Another of his achievements in the cause of education was the reorganisation of the Münster University. The idea of extending this institution-hitherto devoted, under Jesuit management, to the faculties of Theology and Philosophy only-so as to make it a comprehensive University on the most liberal modern principles, Fürstenberg was not the first to entertain. The warlike Von Galen had cherished some such scheme. Fürstenberg looked about for means wherewith to proceed, and found them in the confiscation, by Electoral decree, of the property of the useless nunnery attached to the Ueberwasser Church.

The University on its

new plan was opened in the year 1780. Fürstenberg continued to be its "Curator" till the year 1805, when he laid down his office on account of his advanced age. The University then underwent new modifications under Prussian rule, to meet the altered requirements of the times. With the mention of the Seminary for priests which he also instituted in Münster on improved principles, we close the catalogue of Fürstenberg's principal achievements in the cause of education. He was himself not merely a legislator from outside. He loved learning for its own sake. He was an adept in mathematics and in military science, a skilled Latinist, a lover of history, and a sagacious inquirer into its phenomena. He loved to attend the classes in the Gymnasium, examining the answers and exercises of the students, suggesting themes, dispensing praise or blame. Amusing stories used to be told of the good minister's absorption in the prevailing interest of the moment. Sometimes he would take the book from the teacher's hand, and give the lesson himself; and perhaps enlarge upon it with such entire forgetfulness of anything but the subject itself, that he would commend the progress of the class when it was over, while really no voice had been heard but his own! If he happened to be present during the delivery of the religious lesson, he would often feel and speak so earnestly that his hearers were moved to tears.

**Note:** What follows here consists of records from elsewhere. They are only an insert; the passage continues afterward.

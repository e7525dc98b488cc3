pub mod json;
pub mod object;
pub mod value;

pub use json::*;
pub use object::*;
pub use value::*;
use super::{
    AuxiliarySlot, DefinitionId, DefinitionKind, DefinitionNode, DefinitionSpec, DefinitionTree,
    KindTag,
};
use crate::error::DefinitionError;
use ahash::AHashMap;

/// A trait for producer formats that can be converted into a `DefinitionSpec`.
///
/// This is the extension point for feeding definitions from a custom remote
/// format into the engine: implement it on the producer's own structs and
/// hand the value to [`Decoder::decode`].
///
/// # Example
///
/// ```rust,no_run
/// use musubi::definition::{DefinitionSpec, IntoDefinition};
/// use musubi::error::DefinitionError;
///
/// struct Field { name: String, caption: String }
/// struct Screen { fields: Vec<Field> }
///
/// impl IntoDefinition for Screen {
///     fn into_definition(self) -> Result<DefinitionSpec, DefinitionError> {
///         let mut form = DefinitionSpec::new("form");
///         for field in self.fields {
///             let mut input = DefinitionSpec::new("input").with_data_path(field.name);
///             input.label = Some(field.caption);
///             form = form.with_child(input);
///         }
///         Ok(form)
///     }
/// }
/// ```
pub trait IntoDefinition {
    /// Consumes the value and converts it into the engine's wire form.
    fn into_definition(self) -> Result<DefinitionSpec, DefinitionError>;
}

impl IntoDefinition for DefinitionSpec {
    fn into_definition(self) -> Result<DefinitionSpec, DefinitionError> {
        Ok(self)
    }
}

impl IntoDefinition for serde_json::Value {
    fn into_definition(self) -> Result<DefinitionSpec, DefinitionError> {
        serde_json::from_value(self).map_err(|e| DefinitionError::JsonParseError(e.to_string()))
    }
}

impl IntoDefinition for &str {
    fn into_definition(self) -> Result<DefinitionSpec, DefinitionError> {
        serde_json::from_str(self).map_err(|e| DefinitionError::JsonParseError(e.to_string()))
    }
}

pub struct DecoderBuilder {
    aliases: AHashMap<String, KindTag>,
}

impl DecoderBuilder {
    pub fn new() -> Self {
        Self {
            aliases: AHashMap::new(),
        }
    }

    /// Maps a producer-specific kind name onto one of the engine's kinds.
    /// Unknown engine kind names are ignored.
    pub fn with_kind_alias(mut self, producer_kind: &str, engine_kind: &str) -> Self {
        if let Some(tag) = KindTag::from_name(engine_kind) {
            self.aliases.insert(producer_kind.to_string(), tag);
        }
        self
    }

    pub fn build(self) -> Decoder {
        Decoder {
            aliases: self.aliases,
        }
    }
}

impl Default for DecoderBuilder {
    fn default() -> Self {
        Self::new()
    }
}

/// Builds definition trees from their wire form.
///
/// Decoding runs top-down: each definition is parented (and its paths
/// normalized) before its own children are decoded.
#[derive(Default)]
pub struct Decoder {
    aliases: AHashMap<String, KindTag>,
}

impl Decoder {
    pub fn builder() -> DecoderBuilder {
        DecoderBuilder::new()
    }

    pub fn decode(&self, source: impl IntoDefinition) -> Result<DefinitionTree, DefinitionError> {
        let spec = source.into_definition()?;
        let mut tree = DefinitionTree::new();
        self.decode_node(&mut tree, &spec, None)?;
        Ok(tree)
    }

    /// Decodes `spec` into an existing tree as a new, unparented subtree.
    /// On error the tree is left as it was.
    pub fn decode_into(
        &self,
        tree: &mut DefinitionTree,
        spec: &DefinitionSpec,
    ) -> Result<DefinitionId, DefinitionError> {
        self.decode_node(tree, spec, None)
    }

    fn kind_of(&self, spec: &DefinitionSpec) -> Result<KindTag, DefinitionError> {
        self.aliases
            .get(&spec.kind)
            .copied()
            .or_else(|| KindTag::from_name(&spec.kind))
            .ok_or_else(|| DefinitionError::UnknownKind {
                key: spec.key.clone().unwrap_or_else(|| "N/A".to_string()),
                kind: spec.kind.clone(),
            })
    }

    fn build_kind(tag: KindTag, spec: &DefinitionSpec) -> DefinitionKind {
        let label = spec.label.clone().unwrap_or_default();
        let title = spec.title.clone().or_else(|| spec.label.clone()).unwrap_or_default();
        match tag {
            KindTag::TextItem => DefinitionKind::TextItem {
                text: spec.text.clone().or_else(|| spec.label.clone()).unwrap_or_default(),
            },
            KindTag::Input => DefinitionKind::Input {
                label,
                required: spec.required,
            },
            KindTag::Dropdown => DefinitionKind::Dropdown {
                label,
                required: spec.required,
                possible_values: None,
            },
            KindTag::Checkbox => DefinitionKind::Checkbox { label },
            KindTag::Button => DefinitionKind::Button {
                label,
                action: spec.action.clone(),
            },
            KindTag::Component => DefinitionKind::Component {
                component: spec.component.clone().unwrap_or_default(),
            },
            KindTag::Form => DefinitionKind::Form {
                title,
                header: None,
                footer: None,
            },
            KindTag::Panel => DefinitionKind::Panel { title },
            KindTag::Table => DefinitionKind::Table {
                header: None,
                details: None,
            },
            KindTag::Tree => DefinitionKind::Tree { details: None },
            KindTag::DefinitionList => DefinitionKind::DefinitionList,
        }
    }

    fn decode_node(
        &self,
        tree: &mut DefinitionTree,
        spec: &DefinitionSpec,
        owner: Option<(DefinitionId, Option<AuxiliarySlot>)>,
    ) -> Result<DefinitionId, DefinitionError> {
        let tag = self.kind_of(spec)?;
        let mut node = DefinitionNode::new(Self::build_kind(tag, spec), spec.data_path.clone());
        node.key = spec.key.clone();
        node.hidden = spec.hidden;
        node.hide_if_empty = spec.hide_if_empty;
        node.hide_if_undefined = spec.hide_if_undefined;
        node.validators = spec.validators.clone();

        let id = tree.insert(node);
        // A failure anywhere below drops everything decoded for this spec.
        if let Err(e) = self.decode_owned(tree, spec, id, owner) {
            tree.remove_subtree(id);
            return Err(e);
        }
        Ok(id)
    }

    fn decode_owned(
        &self,
        tree: &mut DefinitionTree,
        spec: &DefinitionSpec,
        id: DefinitionId,
        owner: Option<(DefinitionId, Option<AuxiliarySlot>)>,
    ) -> Result<(), DefinitionError> {
        match owner {
            Some((parent, None)) => tree.set_parent(id, parent)?,
            Some((parent, Some(slot))) => tree.attach_auxiliary(parent, slot, id)?,
            None => {}
        }

        for child in &spec.children {
            self.decode_node(tree, child, Some((id, None)))?;
        }
        let auxiliaries = [
            (AuxiliarySlot::Header, &spec.header),
            (AuxiliarySlot::Footer, &spec.footer),
            (AuxiliarySlot::PossibleValues, &spec.possible_values),
            (AuxiliarySlot::Details, &spec.details),
        ];
        for (slot, aux) in auxiliaries {
            if let Some(aux) = aux {
                self.decode_node(tree, aux, Some((id, Some(slot))))?;
            }
        }
        Ok(())
    }
}

impl DefinitionTree {
    /// Wire form of the subtree at `id`.
    pub fn encode(&self, id: DefinitionId) -> DefinitionSpec {
        let node = &self[id];
        let mut spec = DefinitionSpec::new(node.kind.tag().name());
        spec.key = node.key.clone();
        spec.data_path = node.data_path.clone();
        spec.hidden = node.hidden;
        spec.hide_if_empty = node.hide_if_empty;
        spec.hide_if_undefined = node.hide_if_undefined;
        spec.validators = node.validators.clone();

        match &node.kind {
            DefinitionKind::TextItem { text } => spec.text = Some(text.clone()),
            DefinitionKind::Input { label, required }
            | DefinitionKind::Dropdown {
                label, required, ..
            } => {
                spec.label = Some(label.clone());
                spec.required = *required;
            }
            DefinitionKind::Checkbox { label } => spec.label = Some(label.clone()),
            DefinitionKind::Button { label, action } => {
                spec.label = Some(label.clone());
                spec.action = action.clone();
            }
            DefinitionKind::Component { component } => spec.component = Some(component.clone()),
            DefinitionKind::Form { title, .. } | DefinitionKind::Panel { title } => {
                spec.title = Some(title.clone())
            }
            DefinitionKind::Table { .. }
            | DefinitionKind::Tree { .. }
            | DefinitionKind::DefinitionList => {}
        }

        spec.children = node.children.iter().map(|c| self.encode(*c)).collect();
        for (slot, aux) in node.kind.auxiliaries() {
            let encoded = Some(Box::new(self.encode(aux)));
            match slot {
                AuxiliarySlot::Header => spec.header = encoded,
                AuxiliarySlot::Footer => spec.footer = encoded,
                AuxiliarySlot::PossibleValues => spec.possible_values = encoded,
                AuxiliarySlot::Details => spec.details = encoded,
            }
        }
        spec
    }

    /// JSON form of the subtree at `id`.
    pub fn to_json(&self, id: DefinitionId) -> serde_json::Value {
        serde_json::to_value(self.encode(id)).unwrap_or_default()
    }
}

The great disappointment of Fürstenberg's life, and the cause of indignation to his friends, was his failure to get appointed coadjutor, and therefore effectively successor, to the Prince Bishop Maximilian Friedrich in 1780. The superior interest of the House of Austria carried the election in favour of the Hapsburg Archduke, Maximilian Francis. But the new ruler was virtuous and enlightened, and appreciated Fürstenberg's rare merits and capacities; and the late Prime Minister, though he could no longer hold the post which the indolence and infirmities of Maximilian Friedrich had made one of almost absolute power in his hands, was too magnanimous to retire in disgust from the affairs of the diocese. The office of Vicar-General was still left him, together with the direction of educational affairs; and for the rest of his working life he devoted himself, only with the more undivided zeal, to that department which had already engaged his keenest interest. In conjunction with Overberg, he spared no pains to energise and improve the schools and their administration; and he would often make journeys to other parts of Germany, to extend his experience by varied observation.

In those journeys he was wont to be accompanied by the Princess Galitzin and her cortége. The fast friendship which had sprung up between the "Christian Aspasia" and the Westphalian statesman was by no means influential on one mind only. Fürstenberg, receptive as well as dogmatic, learnt much from the cultivated female disciple of Hemsterhuys, and moreover was brought by her into connection with many thinkers of divergent views and opinions, who would scarcely have crossed his path otherwise. If often abrupt and positive in his intercourse with them, none the less was he loved and reverenced by all who came within

his sphere; and when he finished his long life on September 16, 1810, in his eighty-second year, the regret felt at Münster was deep and general.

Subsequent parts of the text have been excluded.